▶ What needs to be done
Repeat the entries exactly as they stand.

▶ Records for this exercise
use axum::{
    Json, Router,
    extract::{Path, Query, State},
    http::StatusCode,
    routing::{delete, get, post},
};
use uuid::Uuid;

use crate::{
    dto::products::{
        AddProductImageRequest, CreateProductRequest, ProductDetail, ProductList,
        UpdateProductRequest,
    },
    error::AppResult,
    middleware::auth::AuthUser,
    models::{Product, ProductImage},
    response::ApiResponse,
    routes::params::ProductQuery,
    services::product_service,
    state::AppState,
};

// `{key}` is a slug on GET and an id on PUT/DELETE.
pub fn router() -> Router<AppState> {
    Router::new()
        .route("/", get(list_products).post(create_product))
        .route(
            "/{key}",
            get(get_product).put(update_product).delete(delete_product),
        )
        .route("/{key}/images", post(add_product_image))
        .route("/{key}/images/{image_id}", delete(remove_product_image))
}

#[utoipa::path(
    get,
    path = "/api/products",
    params(
        ("page" = Option<i64>, Query, description = "Page number, default 1"),
        ("per_page" = Option<i64>, Query, description = "Items per page, default 20"),
        ("category" = Option<String>, Query, description = "Category slug"),
        ("q" = Option<String>, Query, description = "Search in name and description"),
        ("min_price" = Option<i64>, Query, description = "Minimum price"),
        ("max_price" = Option<i64>, Query, description = "Maximum price"),
        ("sort_by" = Option<String>, Query, description = "created_at, price or name"),
        ("sort_order" = Option<String>, Query, description = "asc or desc")
    ),
    responses(
        (status = 200, description = "Active products", body = ApiResponse<ProductList>)
    ),
    tag = "Products"
)]
pub async fn list_products(
    State(state): State<AppState>,
    Query(query): Query<ProductQuery>,
) -> AppResult<Json<ApiResponse<ProductList>>> {
    let resp = product_service::list_products(&state, query).await?;
    Ok(Json(resp))
}

#[utoipa::path(
    get,
    path = "/api/products/{slug}",
    params(("slug" = String, Path, description = "Product slug")),
    responses(
        (status = 200, description = "Product with images and category", body = ApiResponse<ProductDetail>),
        (status = 404, description = "Product not found")
    ),
    tag = "Products"
)]
pub async fn get_product(
    State(state): State<AppState>,
    Path(slug): Path<String>,
) -> AppResult<Json<ApiResponse<ProductDetail>>> {
    let resp = product_service::get_product(&state, &slug).await?;
    Ok(Json(resp))
}

#[utoipa::path(
    post,
    path = "/api/products",
    request_body = CreateProductRequest,
    responses(
        (status = 201, description = "Product created", body = ApiResponse<Product>),
        (status = 400, description = "Invalid input"),
        (status = 401, description = "Unauthorized")
    ),
    security(("bearer_auth" = [])),
    tag = "Products"
)]
pub async fn create_product(
    State(state): State<AppState>,
    user: AuthUser,
    Json(payload): Json<CreateProductRequest>,
) -> AppResult<(StatusCode, Json<ApiResponse<Product>>)> {
    let resp = product_service::create_product(&state, &user, payload).await?;
    Ok((StatusCode::CREATED, Json(resp)))
}

#[utoipa::path(
    put,
    path = "/api/products/{id}",
    params(("id" = Uuid, Path, description = "Product ID")),
    request_body = UpdateProductRequest,
    responses(
        (status = 200, description = "Product updated", body = ApiResponse<Product>),
        (status = 404, description = "Product not found")
    ),
    security(("bearer_auth" = [])),
    tag = "Products"
)]
pub async fn update_product(
    State(state): State<AppState>,
    user: AuthUser,
    Path(id): Path<Uuid>,
    Json(payload): Json<UpdateProductRequest>,
) -> AppResult<Json<ApiResponse<Product>>> {
    let resp = product_service::update_product(&state, &user, id, payload).await?;
    Ok(Json(resp))
}

#[utoipa::path(
    delete,
    path = "/api/products/{id}",
    params(("id" = Uuid, Path, description = "Product ID")),
    responses(
        (status = 200, description = "Product deleted"),
        (status = 400, description = "Product has been ordered"),
        (status = 404, description = "Product not found")
    ),
    security(("bearer_auth" = [])),
    tag = "Products"
)]
pub async fn delete_product(
    State(state): State<AppState>,
    user: AuthUser,
    Path(id): Path<Uuid>,
) -> AppResult<Json<ApiResponse<serde_json::Value>>> {
    let resp = product_service::delete_product(&state, &user, id).await?;
    Ok(Json(resp))
}

#[utoipa::path(
    post,
    path = "/api/products/{id}/images",
    params(("id" = Uuid, Path, description = "Product ID")),
    request_body = AddProductImageRequest,
    responses(
        (status = 201, description = "Image attached", body = ApiResponse<ProductImage>),
        (status = 404, description = "Product not found")
    ),
    security(("bearer_auth" = [])),
    tag = "Products"
)]
pub async fn add_product_image(
    State(state): State<AppState>,
    user: AuthUser,
    Path(id): Path<Uuid>,
    Json(payload): Json<AddProductImageRequest>,
) -> AppResult<(StatusCode, Json<ApiResponse<ProductImage>>)> {
    let resp = product_service::add_image(&state, &user, id, payload).await?;
    Ok((StatusCode::CREATED, Json(resp)))
}

#[utoipa::path(
    delete,
    path = "/api/products/{id}/images/{image_id}",
    params(
        ("id" = Uuid, Path, description = "Product ID"),
        ("image_id" = Uuid, Path, description = "Image ID")
    ),
    responses(
        (status = 200, description = "Image removed"),
        (status = 404, description = "Image not found")
    ),
    security(("bearer_auth" = [])),
    tag = "Products"
)]
pub async fn remove_product_image(
    State(state): State<AppState>,
    user: AuthUser,
    Path((id, image_id)): Path<(Uuid, Uuid)>,
) -> AppResult<Json<ApiResponse<serde_json::Value>>> {
    let resp = product_service::remove_image(&state, &user, id, image_id).await?;
    Ok(Json(resp))
}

▶ Output of the task
use axum::{
    Json, Router,
    extract::{Path, Query, State},
    http::StatusCode,
    routing::{delete, get, post},
};
use uuid::Uuid;

use crate::{
    dto::products::{
        AddProductImageRequest, CreateProductRequest, ProductDetail, ProductList,
        UpdateProductRequest,
    },
    error::AppResult,
    middleware::auth::AuthUser,
    models::{Product, ProductImage},
    response::ApiResponse,
    routes::params::ProductQuery,
    services::product_service,
    state::AppState,
};

// `{key}` is a slug on GET and an id on PUT/DELETE.
pub fn router() -> Router<AppState> {
    Router::new()
        .route("/", get(list_products).post(create_product))
        .route(
            "/{key}",
            get(get_product).put(update_product).delete(delete_product),
        )
        .route("/{key}/images", post(add_product_image))
        .route("/{key}/images/{image_id}", delete(remove_product_image))
}

#[utoipa::path(
    get,
    path = "/api/products",
    params(
        ("page" = Option<i64>, Query, description = "Page number, default 1"),
        ("per_page" = Option<i64>, Query, description = "Items per page, default 20"),
        ("category" = Option<String>, Query, description = "Category slug"),
        ("q" = Option<String>, Query, description = "Search in name and description"),
        ("min_price" = Option<i64>, Query, description = "Minimum price"),
        ("max_price" = Option<i64>, Query, description = "Maximum price"),
        ("sort_by" = Option<String>, Query, description = "created_at, price or name"),
        ("sort_order" = Option<String>, Query, description = "asc or desc")
    ),
    responses(
        (status = 200, description = "Active products", body = ApiResponse<ProductList>)
    ),
    tag = "Products"
)]
pub async fn list_products(
    State(state): State<AppState>,
    Query(query): Query<ProductQuery>,
) -> AppResult<Json<ApiResponse<ProductList>>> {
    let resp = product_service::list_products(&state, query).await?;
    Ok(Json(resp))
}

#[utoipa::path(
    get,
    path = "/api/products/{slug}",
    params(("slug" = String, Path, description = "Product slug")),
    responses(
        (status = 200, description = "Product with images and category", body = ApiResponse<ProductDetail>),
        (status = 404, description = "Product not found")
    ),
    tag = "Products"
)]
pub async fn get_product(
    State(state): State<AppState>,
    Path(slug): Path<String>,
) -> AppResult<Json<ApiResponse<ProductDetail>>> {
    let resp = product_service::get_product(&state, &slug).await?;
    Ok(Json(resp))
}

#[utoipa::path(
    post,
    path = "/api/products",
    request_body = CreateProductRequest,
    responses(
        (status = 201, description = "Product created", body = ApiResponse<Product>),
        (status = 400, description = "Invalid input"),
        (status = 401, description = "Unauthorized")
    ),
    security(("bearer_auth" = [])),
    tag = "Products"
)]
pub async fn create_product(
    State(state): State<AppState>,
    user: AuthUser,
    Json(payload): Json<CreateProductRequest>,
) -> AppResult<(StatusCode, Json<ApiResponse<Product>>)> {
    let resp = product_service::create_product(&state, &user, payload).await?;
    Ok((StatusCode::CREATED, Json(resp)))
}

#[utoipa::path(
    put,
    path = "/api/products/{id}",
    params(("id" = Uuid, Path, description = "Product ID")),
    request_body = UpdateProductRequest,
    responses(
        (status = 200, description = "Product updated", body = ApiResponse<Product>),
        (status = 404, description = "Product not found")
    ),
    security(("bearer_auth" = [])),
    tag = "Products"
)]
pub async fn update_product(
    State(state): State<AppState>,
    user: AuthUser,
    Path(id): Path<Uuid>,
    Json(payload): Json<UpdateProductRequest>,
) -> AppResult<Json<ApiResponse<Product>>> {
    let resp = product_service::update_product(&state, &user, id, payload).await?;
    Ok(Json(resp))
}

#[utoipa::path(
    delete,
    path = "/api/products/{id}",
    params(("id" = Uuid, Path, description = "Product ID")),
    responses(
        (status = 200, description = "Product deleted"),
        (status = 400, description = "Product has been ordered"),
        (status = 404, description = "Product not found")
    ),
    security(("bearer_auth" = [])),
    tag = "Products"
)]
pub async fn delete_product(
    State(state): State<AppState>,
    user: AuthUser,
    Path(id): Path<Uuid>,
) -> AppResult<Json<ApiResponse<serde_json::Value>>> {
    let resp = product_service::delete_product(&state, &user, id).await?;
    Ok(Json(resp))
}

#[utoipa::path(
    post,
    path = "/api/products/{id}/images",
    params(("id" = Uuid, Path, description = "Product ID")),
    request_body = AddProductImageRequest,
    responses(
        (status = 201, description = "Image attached", body = ApiResponse<ProductImage>),
        (status = 404, description = "Product not found")
    ),
    security(("bearer_auth" = [])),
    tag = "Products"
)]
pub async fn add_product_image(
    State(state): State<AppState>,
    user: AuthUser,
    Path(id): Path<Uuid>,
    Json(payload): Json<AddProductImageRequest>,
) -> AppResult<(StatusCode, Json<ApiResponse<ProductImage>>)> {
    let resp = product_service::add_image(&state, &user, id, payload).await?;
    Ok((StatusCode::CREATED, Json(resp)))
}

#[utoipa::path(
    delete,
    path = "/api/products/{id}/images/{image_id}",
    params(
        ("id" = Uuid, Path, description = "Product ID"),
        ("image_id" = Uuid, Path, description = "Image ID")
    ),
    responses(
        (status = 200, description = "Image removed"),
        (status = 404, description = "Image not found")
    ),
    security(("bearer_auth" = [])),
    tag = "Products"
)]
pub async fn remove_product_image(
    State(state): State<AppState>,
    user: AuthUser,
    Path((id, image_id)): Path<(Uuid, Uuid)>,
) -> AppResult<Json<ApiResponse<serde_json::Value>>> {
    let resp = product_service::remove_image(&state, &user, id, image_id).await?;
    Ok(Json(resp))
}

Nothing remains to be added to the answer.